Entre essas vozes, saliento Pablo Gonzalez Casanova e o seu conceito de
colonialismo interno para caracterizar a permanência de estruturas de poder
colonial nas sociedades que emergiram no século XIX das lutas de independência
nas Américas. E o líder africano, Kwame Nkrumah, primeiro Presidente da
República do Gana, com o seu conceito de neocolonialismo para caracterizar o
domínio que as antigas potências coloniais continuavam a deter sobre as suas
antigas colónias.
O
que terminou com os processos de independência do século XX foi uma forma
específica de colonialismo, e não o colonialismo como modo de dominação. A
forma que terminou foi o que se pode designar por colonialismo histórico
caracterizado pela ocupação territorial estrangeira. Mas o modo de dominação
colonial continuou sob outras formas. O colonialismo como modo de dominação
assente na degradação ontológica das populações dominadas por razões
etno-raciais está hoje tão vigente e violento como no passado. Às populações e
aos corpos racializados não é reconhecida a mesma dignidade humana que é
atribuída aos que os dominam. São populações e corpos que, pese embora todas as
declarações universais dos direitos humanos, são existencialmente considerados
sub-humanos, seres inferiores na escala do ser, facilmente descartáveis. Foram
concebidos como parte da paisagem das terras "descobertas" pelos
conquistadores, terras que, apesar de habitadas por populações indígenas, foram
consideradas como terras de ninguém. Foram também considerados como objectos de
propriedade individual, de que é prova histórica a escravatura. E continuam
hoje a ser populações e corpos vítimas do racismo, da xenofobia, da expulsão
das suas terras para abrir caminho aos megaprojectos mineiros e
agro-industriais e à especulação imobiliária, da violência policial e das
milícias paramilitares, do tráfico de pessoas e de órgãos, do trabalho escravo
designado eufemisticamente como "trabalho análogo ao trabalho
escravo", da conversão das suas comunidades de rios cristalinos e
florestas idílicas em infernos tóxicos de degradação ambiental. Vivem em zonas de
sacrifício, a cada momento em risco de se transformarem em zonas de não-ser.
As
novas formas de colonialismo são mais insidiosas porque ocorrem no âmago de
relações sociais dominadas pelas ideologias do anti-racismo, dos direitos
humanos universais, da igualdade de todos perante a lei.
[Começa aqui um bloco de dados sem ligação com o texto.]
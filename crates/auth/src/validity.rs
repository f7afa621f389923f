//! Pure validity predicates over a credential and a point in time
//!
//! No side effects, no I/O. Every predicate takes the current time as an
//! argument so callers can evaluate them against any [`crate::Clock`].

use chrono::{DateTime, Utc};

use crate::types::Credential;

/// Whether the credential has expired: `now >= expires_at`
#[must_use]
pub fn is_expired(credential: &Credential, now: DateTime<Utc>) -> bool {
    now >= credential.expires_at
}

/// Whether the credential is still usable: `now < expires_at`
#[must_use]
pub fn is_valid(credential: &Credential, now: DateTime<Utc>) -> bool {
    now < credential.expires_at
}

/// Whether the credential is inside the proactive-refresh window
///
/// True iff `now >= expires_at - threshold`. The boundary is inclusive: a
/// call landing exactly on `expires_at - threshold` triggers a refresh.
#[must_use]
pub fn should_refresh(
    credential: &Credential,
    now: DateTime<Utc>,
    threshold: chrono::Duration,
) -> bool {
    now >= credential.expires_at - threshold
}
O colonialismo
insidioso é gasoso e evanescente, tão invasivo quanto evasivo, em suma,
ardiloso. Mas nem por isso engana ou minora o sofrimento de quem é dele vítima
na sua vida quotidiana.
Floresce em apartheids sociais não institucionais mesmo que
sistemáticos. Ocorre nas ruas e nas casas, nas prisões e nas universidades, nos
supermercados e nas esquadras de polícia. Disfarça-se facilmente de outras
formas de dominação tais como diferenças de classe e de sexo ou sexualidade.
Verdadeiramente só é captável em close-ups, instantâneos do dia-a-dia. Em alguns
deles, o colonialismo insidioso surge como saudade do colonialismo, como se
fosse uma espécie em extinção que tem de ser protegida e multiplicada.